この投稿は、数日前にアン・ジェヒョンがYouTubeチャンネル『チョ・ヒョナの平凡な木曜の夜』にゲスト出演した際の発言を念頭に置いたものだった。
当時、ミュージシャンのミュジがチョ・ヒョナについて「事件・事故が多かった。外に出なかったこともある」と説明すると、アン・ジェヒョンは「僕もあった」と応じ、離婚について間接的に触れたのだ。

しかし、騒動は予想以上に早く広がった。
というのも、ク・ヘソン自身も過去に複数の番組で離婚の心境や近況を直接語ってきた事実が蒸し返されたためである。
KBS『パク・ウォンスクの一緒に暮らしましょう』、Channel A『オ・ウニョンの金の相談所』、KBS『朝の庭』などで、彼女は自らの心理状態、生活の変化、人間関係への思いを率直に明かしてきた。
そのためネット上では「自分も過去のことを話しておきながら、他人が言うと問題視するのは矛盾している」という批判が殺到。一方で「発言の文脈や意図が違う」という反論もあった。
この論争は今も続いている。
今回の件は、どちらが正しいかを競う問題ではないという指摘もある。過去の傷を再び掘り返すことは、誰かにとって新たな傷となるからだ。
互いの名前が、相手を指す発言の中で呼び出されることがないようにすることこそ、本当の終止符だろう。

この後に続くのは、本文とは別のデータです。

use crate::AppState;
use crate::pipeline::{HandlerInput, RouteOptions, secure};
use crate::response;
use axum::http::Method;
use axum::response::Response;
use axum::routing::MethodRouter;
use warden_core::error::ApiError;

/// `GET|POST /internal/health`
pub fn routes() -> MethodRouter<AppState> {
    secure(
        RouteOptions::new()
            .methods([Method::GET, Method::POST])
            .no_rate_limit(),
        health,
    )
    .into_method_router()
}

async fn health(state: AppState, input: HandlerInput) -> Result<Response, ApiError> {
    let jobs = state.jobs.counts().await?;
    Ok(response::ok(serde_json::json!({
        "status": "ok",
        "version": env!("CARGO_PKG_VERSION"),
        "uptimeSecs": state.start_time.elapsed().as_secs(),
        "requestId": input.ctx.request_id,
        "jobs": jobs,
    })))
}
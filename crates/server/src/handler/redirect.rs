use crate::AppState;
use crate::pipeline::{HandlerInput, RouteOptions, secure};
use crate::response::{self, safe_redirect};
use axum::response::Response;
use axum::routing::MethodRouter;
use serde::Deserialize;
use warden_core::error::ApiError;
use warden_core::validation::{Field, Schema};

#[derive(Debug, Deserialize)]
struct RedirectQuery {
    to: String,
}

/// `GET /v1/redirect?to=<target>`: 302 to `target` when it is same-origin
/// or on an allow-listed host, to the configured fallback otherwise.
pub fn routes() -> MethodRouter<AppState> {
    secure(
        RouteOptions::new()
            .query_schema(Schema::new().field("to", Field::string().required().max_len(2048))),
        redirect,
    )
    .into_method_router()
}

async fn redirect(state: AppState, input: HandlerInput) -> Result<Response, ApiError> {
    let query: RedirectQuery = input.query_as()?;
    let config = state.config.load();
    let location = safe_redirect(
        &query.to,
        &config.redirect.allowed_hosts,
        &config.redirect.fallback,
    );
    Ok(response::redirect(&location))
}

ク・ヘソンは創作家兼起業家として、アン・ジェヒョンは俳優兼デザイナーとして、それぞれの道を歩んでいる。今こそ互いの現在と未来に集中すべき時であり、過去がこれ以上バラエティのネタや記事の見出しとして消費されないよう、当事者も大衆もメディアも線引きをすべきだ。
◇ク・ヘソン プロフィール
1984年11月9日生まれ。2002年のCM出演を機に芸能界デビュー。その後、本格的に女優としての活動をはじめ、数々の作品を通じて愛くるしい魅力を披露した。特に、2009年に放送された『花より男子~Boys Over Flowers』(KBS)は日本でも大きな反響を呼んだ。その一方で、映画監督や画家、シンガーソングライターとしても活動。才能の尽きない女優として多方面に活躍している。俳優アン・ジェヒョンと2016年5月に結婚したが、2020年7月に離婚が成立した。
◇アン・ジェヒョン プロフィール
1987年7月1日生まれ。もともとはモデルとして人気を集めており、2011年にバラエティ番組への出演をきっかけに世間に知られるように。2013年に放送されたドラマ『星から来たあなた』で俳優としての活動を開始した。2015年に女優ク・ヘソンと『ディア・ブラッド~私の守護天使』で共演し、これがきっかけとなり2016年5月に結婚。しかし2019年9月に離婚訴訟を起こし、2020年7月に離婚した。